The greenhouse effect occurs when greenhouse gases in a planet's atmosphere cause some of the heat radiated from the planet's surface to build up at the planet's surface. This process happens because stars emit shortwave radiation that passes through greenhouse gases, but planets emit longwave radiation that is partly absorbed by greenhouse gases. That difference reduces the rate at which a planet can cool off in response to being warmed by its host star. Adding to greenhouse gases further reduces the rate a planet emits radiation to space, raising its average surface temperature.
Numerical climate models use quantitative methods to simulate the interactions of the important drivers of climate, including atmosphere, oceans, land surface and ice. They are used for a variety of purposes from study of the dynamics of the climate system to projections of future climate. Climate models may also be qualitative models and also narratives, largely descriptive, of possible futures.
Cloud feedback is the coupling between cloudiness and surface air temperature where a surface air temperature change leads to a change in clouds, which could then amplify or diminish the initial temperature perturbation. Cloud feedbacks can affect the magnitude of internally generated climate variability or they can affect the magnitude of climate change resulting from external radiative forcings.

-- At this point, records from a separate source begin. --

impl DefectClassifier {
    pub fn new(model: Arc<dyn VisionModel>, timeout: Duration) -> Self {
        Self {
            model,
            timeout,
            concurrency: 1,
        }
    }

    /// Allow up to `n` vision calls in flight (`1` = sequential).
    pub fn with_concurrency(mut self, n: usize) -> Self {
        self.concurrency = n.max(1);
        self
    }

    /// Classify one frame. The frame's image moves into the detection.
    pub async fn classify(&self, frame: Frame) -> Result<Option<Detection>, ClassificationError> {
        let reply = tokio::time::timeout(
            self.timeout,
            self.model.describe_image(&frame.image, DEFECT_INSTRUCTION),
        )
        .await
        .map_err(|_| ClassificationError::Timeout(self.timeout))??;

        if reply.trim().is_empty() {
            return Err(ClassificationError::EmptyResponse);
        }

        Ok(interpret(&reply)?.map(|finding| Detection {
            defect_type: finding.defect_type,
            location: finding.location,
            description: finding.description,
            severity: finding.severity,
            confidence: finding.confidence,
            timestamp: frame.timestamp,
            image: Some(frame.image),
        }))
    }

    /// Budget-select `frames`, classify each and keep the detections,
    /// ordered by timestamp.
    pub async fn classify_all(&self, frames: Vec<Frame>, budget: usize) -> Vec<Detection> {
        let candidates = frames.len();
        let selected = select_frames(frames, budget);
        info!(
            candidates,
            selected = selected.len(),
            concurrency = self.concurrency,
            "Classifying frames"
        );

        let outcomes: Vec<(f64, Result<Option<Detection>, ClassificationError>)> =
            stream::iter(selected)
                .map(|frame| async move {
                    let timestamp = frame.timestamp;
                    (timestamp, self.classify(frame).await)
                })
                .buffer_unordered(self.concurrency)
                .collect()
                .await;

        let mut detections = Vec::new();
        for (timestamp, outcome) in outcomes {
            match outcome {
                Ok(Some(detection)) => {
                    metrics::counter!("classifier_outcomes_total", "outcome" => "detected")
                        .increment(1);
                    debug!(
                        timestamp,
                        defect_type = %detection.defect_type,
                        severity = %detection.severity,
                        "Defect detected"
                    );
                    detections.push(detection);
                }
                Ok(None) => {
                    metrics::counter!("classifier_outcomes_total", "outcome" => "none").increment(1);
                }
                Err(e) => {
                    metrics::counter!("classifier_outcomes_total", "outcome" => e.outcome_label())
                        .increment(1);
                    warn!(timestamp, "Frame classification failed, skipping: {}", e);
                }
            }
        }

        detections.sort_by(|a, b| a.timestamp.total_cmp(&b.timestamp));
        detections
    }
}

#[cfg(test)]
mod tests {
    use super::*;
    use std::collections::HashMap;
    use std::sync::atomic::{AtomicUsize, Ordering};

    const STAIN: &str = r#"{"found": true, "type": "stain", "location": "carpet", "description": "wine stain", "severity": "moderate", "confidence": 0.9}"#;
    const NOTHING: &str = r#"{"found": false}"#;

    /// Replies keyed by the first image byte; unknown images fail.
    struct StubModel {
        replies: HashMap<u8, &'static str>,
        delay: Option<Duration>,
        calls: AtomicUsize,
    }

    impl StubModel {
        fn new(replies: impl IntoIterator<Item = (u8, &'static str)>) -> Self {
            Self {
                replies: replies.into_iter().collect(),
                delay: None,
                calls: AtomicUsize::new(0),
            }
        }
    }

    #[async_trait]
    impl VisionModel for StubModel {
        async fn describe_image(
            &self,
            image: &[u8],
            _prompt: &str,
        ) -> Result<String, ClassificationError> {
            self.calls.fetch_add(1, Ordering::SeqCst);
            if let Some(delay) = self.delay {
                tokio::time::sleep(delay).await;
            }
            image
                .first()
                .and_then(|b| self.replies.get(b))
                .map(|s| s.to_string())
                .ok_or_else(|| ClassificationError::transport("503 from upstream"))
        }
    }

    fn frame(id: u8, timestamp: f64) -> Frame {
        Frame::new(timestamp, vec![id, 0xD8, 0xFF])
    }

    fn classifier(model: StubModel) -> (DefectClassifier, Arc<StubModel>) {
        let model = Arc::new(model);
        (
            DefectClassifier::new(model.clone(), Duration::from_secs(5)),
            model,
        )
    }

    #[test]
    fn test_decode_shapes() {
        assert!(matches!(ModelVerdict::decode(STAIN), ModelVerdict::SingleResult(_)));
        assert!(matches!(
            ModelVerdict::decode(&format!("[{}]", STAIN)),
            ModelVerdict::ArrayWithResult(_)
        ));
        assert_eq!(ModelVerdict::decode("[]"), ModelVerdict::ArrayEmpty);
        assert!(matches!(ModelVerdict::decode("no defects here"), ModelVerdict::Malformed(_)));
        assert!(matches!(ModelVerdict::decode("[1, 2]"), ModelVerdict::Malformed(_)));
        assert!(matches!(ModelVerdict::decode("true"), ModelVerdict::Malformed(_)));
    }

    #[test]
    fn test_decode_strips_code_fences() {
        let fenced = format!("```json\n{}\n```", NOTHING);
        assert_eq!(
            ModelVerdict::decode(&fenced),
            ModelVerdict::SingleResult(serde_json::json!({"found": false}))
        );
        assert_eq!(strip_code_fences("```\n[]\n```"), "[]");
        assert_eq!(strip_code_fences("  {}  "), "{}");
    }

    #[test]
    fn test_interpret_validation() {
        assert!(interpret(NOTHING).unwrap().is_none());
        assert!(interpret("[]").unwrap().is_none());
        assert!(interpret(r#"{"type": "crack"}"#).unwrap().is_none());

        let missing_severity = r#"{"found": true, "type": "crack", "confidence": 0.5}"#;
        assert!(matches!(interpret(missing_severity), Err(ClassificationError::Schema(_))));

        let missing_confidence = r#"{"found": true, "type": "crack", "severity": "minor"}"#;
        assert!(matches!(interpret(missing_confidence), Err(ClassificationError::Schema(_))));

        let bad_severity = r#"{"found": true, "severity": "catastrophic", "confidence": 0.5}"#;
        assert!(matches!(interpret(bad_severity), Err(ClassificationError::Schema(_))));
    }

    #[test]
    fn test_interpret_is_lenient_where_safe() {
        let reply = r#"[{"found": true, "type": "dstain", "severity": "Major", "confidence": 1.7}]"#;
        let finding = interpret(reply).unwrap().unwrap();
        assert_eq!(finding.defect_type, DefectType::Stain);
        assert_eq!(finding.severity, Severity::Major);
        assert_eq!(finding.confidence, 1.0);
        assert_eq!(finding.location, "");
        assert_eq!(finding.description, "");

        let unknown = r#"{"found": true, "type": "graffiti", "severity": "minor", "confidence": 0.3}"#;
        assert_eq!(interpret(unknown).unwrap().unwrap().defect_type, DefectType::Other);
    }

    #[tokio::test]
    async fn test_classify_attaches_frame() {
        let (classifier, _) = classifier(StubModel::new([(1, STAIN)]));
        let detection = classifier.classify(frame(1, 4.25)).await.unwrap().unwrap();

        assert_eq!(detection.timestamp, 4.25);
        assert_eq!(detection.defect_type, DefectType::Stain);
        assert_eq!(detection.location, "carpet");
        assert_eq!(detection.image.as_deref(), Some(&[1u8, 0xD8, 0xFF][..]));
    }

    #[tokio::test]
    async fn test_classify_timeout() {
        let mut model = StubModel::new([(1, STAIN)]);
        model.delay = Some(Duration::from_secs(2));
        let classifier = DefectClassifier::new(Arc::new(model), Duration::from_millis(20));

        let err = classifier.classify(frame(1, 0.0)).await.unwrap_err();
        assert!(matches!(err, ClassificationError::Timeout(_)));
    }

    #[tokio::test]
    async fn test_classify_empty_reply() {
        let (classifier, _) = classifier(StubModel::new([(1, "  ")]));
        let err = classifier.classify(frame(1, 0.0)).await.unwrap_err();
        assert!(matches!(err, ClassificationError::EmptyResponse));
    }

    #[tokio::test]
    async fn test_one_failing_frame_of_five() {
        // Frame 3 has no stubbed reply, so its call fails
        let model = StubModel::new([(1, STAIN), (2, STAIN), (4, STAIN), (5, STAIN)]);
        let frames: Vec<Frame> = (1..=5).map(|i| frame(i, i as f64)).collect();

        for concurrency in [1, 3] {
            let (classifier, _) = classifier(StubModel::new(model.replies.clone()));
            let detections = classifier
                .with_concurrency(concurrency)
                .classify_all(frames.clone(), 10)
                .await;

            let timestamps: Vec<f64> = detections.iter().map(|d| d.timestamp).collect();
            assert_eq!(timestamps, vec![1.0, 2.0, 4.0, 5.0], "concurrency={}", concurrency);
        }
    }

    #[tokio::test]
    async fn test_all_negative_is_empty() {
        let (classifier, model) = classifier(StubModel::new((0..4).map(|i| (i, NOTHING))));
        let frames: Vec<Frame> = (0..4).map(|i| frame(i, i as f64)).collect();

        assert!(classifier.classify_all(frames, 10).await.is_empty());
        assert_eq!(model.calls.load(Ordering::SeqCst), 4);
    }

    #[tokio::test]
    async fn test_budget_limits_calls() {
        let (classifier, model) = classifier(StubModel::new((0..10).map(|i| (i, STAIN))));
        let frames: Vec<Frame> = (0..10).map(|i| frame(i, i as f64)).collect();

        let detections = classifier.classify_all(frames, 5).await;
        assert_eq!(model.calls.load(Ordering::SeqCst), 5);
        let timestamps: Vec<f64> = detections.iter().map(|d| d.timestamp).collect();
        assert_eq!(timestamps, vec![0.0, 2.0, 4.0, 6.0, 8.0]);
    }
}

The cryosphere is an all-encompassing term for the portions of Earth's surface where water is in solid form, including sea ice, lake ice, river ice, snow cover, glaciers, ice caps, ice sheets, and frozen ground. Thus, there is a wide overlap with the hydrosphere. The cryosphere is an integral part of the global climate system with important linkages and feedbacks generated through its influence on surface energy and moisture fluxes, clouds, precipitation, hydrology, atmospheric and oceanic circulation. Through these feedback processes, the cryosphere plays a significant role in the global climate and in climate model response to global changes. Approximately 10% of the Earth's surface is covered by ice, but this is rapidly decreasing. The term deglaciation describes the retreat of cryospheric features. Cryology is the study of cryospheres.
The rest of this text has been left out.